It’s my second month in a new country. It was my dream to go here since childhood, as I have heard good things about it from my relatives who migrated here. Clean surroundings, good benefits. Yes it’s all true. But it’s not all there is.
First, why I am here? Like everyone else, I dream of a better future. It’s not just for me but I am thinking of helping my relatives go here if I become a citizen. I am also thinking about the future of my kids, if and when I have them. I am currently single but taken. I left my heart at my home country and as of this moment, I am in a long distance relationship. That’s the one thing that truly pains my heart, to be away from the one I love. But we are both hoping and praying that we will be together again. His profession is also one that is in-demand in the country where I am in now.
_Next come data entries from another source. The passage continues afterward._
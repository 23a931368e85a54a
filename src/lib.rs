// SPDX-FileCopyrightText: 2026 Bruno Meilick
// SPDX-License-Identifier: LicenseRef-Holocron-FreeUse-NoCopy-NoDerivatives
//
// All rights reserved.
//
// This file is part of Holocron and is proprietary software.
// Unauthorized copying, modification, or distribution is prohibited.

//! Holocron: a terminal catalog browser for the public sci-fi reference API.
//!
//! Six categories (characters, films, planets, starships, vehicles, species) are browsed
//! page by page; cross-references in a record's detail jump to the referenced record in
//! its own category tab.

pub mod browser;
pub mod client;
pub mod config;
pub mod controller;
pub mod logging;
pub mod model;
pub mod nav;
pub mod resolve;
pub mod tui;
// SPDX-FileCopyrightText: 2026 Bruno Meilick
// SPDX-License-Identifier: LicenseRef-Holocron-FreeUse-NoCopy-NoDerivatives
//
// All rights reserved.
//
// This file is part of Holocron and is proprietary software.
// Unauthorized copying, modification, or distribution is prohibited.

use std::env;
use std::str::FromStr;

use ratatui::style::{Color, Modifier, ParseColorError, Style};
use thiserror::Error;

pub(crate) const PALETTE_ENV: &str = "HOLOCRON_TUI_PALETTE";

/// What a color is used for. `HOLOCRON_TUI_PALETTE` overrides any of these with
/// comma-separated `role=color` pairs, e.g. `accent=#33ff33,dim=8`.
#[derive(Debug, Clone, Copy, PartialEq, Eq)]
enum Role {
    Fg,
    Bg,
    Accent,
    Tab,
    Heading,
    Label,
    Dim,
    Error,
}

const ROLES: usize = 8;

impl Role {
    const ALL: [Self; ROLES] = [
        Self::Fg,
        Self::Bg,
        Self::Accent,
        Self::Tab,
        Self::Heading,
        Self::Label,
        Self::Dim,
        Self::Error,
    ];

    const fn key(self) -> &'static str {
        match self {
            Self::Fg => "fg",
            Self::Bg => "bg",
            Self::Accent => "accent",
            Self::Tab => "tab",
            Self::Heading => "heading",
            Self::Label => "label",
            Self::Dim => "dim",
            Self::Error => "error",
        }
    }

    /// Terminal default colors leave fg/bg alone.
    const fn fallback(self) -> Option<Color> {
        match self {
            Self::Fg | Self::Bg => None,
            Self::Accent => Some(Color::LightGreen),
            Self::Tab => Some(Color::Yellow),
            Self::Heading => Some(Color::White),
            Self::Label => Some(Color::Cyan),
            Self::Dim => Some(Color::DarkGray),
            Self::Error => Some(Color::Red),
        }
    }

    fn from_key(key: &str) -> Option<Self> {
        Self::ALL.into_iter().find(|role| role.key().eq_ignore_ascii_case(key))
    }
}

#[derive(Debug, Error)]
pub(crate) enum ThemeError {
    #[error("HOLOCRON_TUI_PALETTE is not valid unicode")]
    NotUnicode,
    #[error("invalid HOLOCRON_TUI_PALETTE entry `{entry}` (expected role=color)")]
    Entry { entry: String },
    #[error(
        "unknown HOLOCRON_TUI_PALETTE role `{role}` (expected fg, bg, accent, tab, heading, label, dim or error)"
    )]
    Role { role: String },
    #[error("invalid HOLOCRON_TUI_PALETTE color `{value}` for {role}")]
    Color {
        role: &'static str,
        value: String,
        #[source]
        source: ParseColorError,
    },
}

#[derive(Debug, Clone, Default, PartialEq, Eq)]
pub(crate) struct TuiTheme {
    overrides: [Option<Color>; ROLES],
}

impl TuiTheme {
    pub(crate) fn from_env() -> Result<Self, ThemeError> {
        Self::from_lookup(|name| env::var(name))
    }

    fn from_lookup(
        lookup: impl Fn(&str) -> Result<String, env::VarError>,
    ) -> Result<Self, ThemeError> {
        match lookup(PALETTE_ENV) {
            Ok(value) => value.parse(),
            Err(env::VarError::NotPresent) => Ok(Self::default()),
            Err(env::VarError::NotUnicode(_)) => Err(ThemeError::NotUnicode),
        }
    }

    fn color(&self, role: Role) -> Option<Color> {
        self.overrides[role as usize].or(role.fallback())
    }

    fn role_style(&self, role: Role) -> Style {
        let style = self.base_style();
        match self.color(role) {
            Some(color) => style.fg(color),
            None => style,
        }
    }

    pub(crate) fn base_style(&self) -> Style {
        let mut style = Style::default();
        if let Some(fg) = self.color(Role::Fg) {
            style = style.fg(fg);
        }
        if let Some(bg) = self.color(Role::Bg) {
            style = style.bg(bg);
        }
        style
    }

    pub(crate) fn panel_border_style(&self, focused: bool) -> Style {
        if focused {
            self.role_style(Role::Accent)
        } else {
            self.base_style()
        }
    }

    pub(crate) fn selection_style(&self) -> Style {
        self.base_style().add_modifier(Modifier::REVERSED | Modifier::BOLD)
    }

    pub(crate) fn active_tab_style(&self) -> Style {
        self.role_style(Role::Tab).add_modifier(Modifier::BOLD)
    }

    pub(crate) fn heading_style(&self) -> Style {
        self.role_style(Role::Heading).add_modifier(Modifier::BOLD)
    }

    pub(crate) fn label_style(&self) -> Style {
        self.role_style(Role::Label)
    }

    pub(crate) fn dim_style(&self) -> Style {
        self.role_style(Role::Dim)
    }

    pub(crate) fn error_style(&self) -> Style {
        self.role_style(Role::Error)
    }
}

impl FromStr for TuiTheme {
    type Err = ThemeError;

    /// Blank entries are skipped; a later entry for the same role wins.
    fn from_str(value: &str) -> Result<Self, Self::Err> {
        let mut overrides = [None; ROLES];
        for entry in value.split(',').map(str::trim).filter(|entry| !entry.is_empty()) {
            let (key, raw) = entry
                .split_once('=')
                .ok_or_else(|| ThemeError::Entry { entry: entry.to_owned() })?;
            let role = Role::from_key(key.trim())
                .ok_or_else(|| ThemeError::Role { role: key.trim().to_owned() })?;
            let raw = raw.trim();
            let color = raw.parse::<Color>().map_err(|source| ThemeError::Color {
                role: role.key(),
                value: raw.to_owned(),
                source,
            })?;
            overrides[role as usize] = Some(color);
        }
        Ok(Self { overrides })
    }
}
My first few weeks was a breeze. I was living the dream! I now live with my relatives who told good things about this country. And now I can really see that they are reaping the rewards – they have a nice house, cars, and their kids studied here so they have good jobs too.
I started applying for jobs. I went for an interview with the recruiter, but oh, the rules here are so different. I am not in demand as I was in my home country.
Yes, this is the reality of being a migrant. I am in a different world. Now, my biggest dilemma is finding a job. My faith is being tested. It’s a rollercoaster of emotions – being homesick, sad, anxious, afraid.
But God never leaves us. He sends us people. My friend who is in another country is not a migrant, she is on work visa. She reminded me that I won half the battle, I am here, I got a legitimate visa to work, something others only dream about.
I also got people to cheer me up – people who grew up here who belongs to the same organization. They are citizens here but we have the same cultural roots.
I met a woman on the train who told me of how she started out, not also in her field but is now enjoying her work and she is attending trainings to enhance her skills. She said “Wherever you are, you can progress. It is up to you to make the move.” Such wisdom and eye-opener.
I also met a classmate who told his struggles on finding himself after their family migrated. But he said, after all the struggles, all in all he is happy that their parents decided to migrate, as they now live a more comfortable life. And when his mom got sick, the government also took care of the medical bills – something that our home country cannot provide.
Of course, I am truly grateful that my relatives here are very good people who provide my basic needs. I don’t know how to repay them really. But hopefully in time, I can pay it back (and pay it forward to others) in any way.
So after hearing these stories, I am inspired to move forward in job hunting. There are still fears, uncertainties. But whether I succeed here or not, the lessons I am learning about myself are priceless.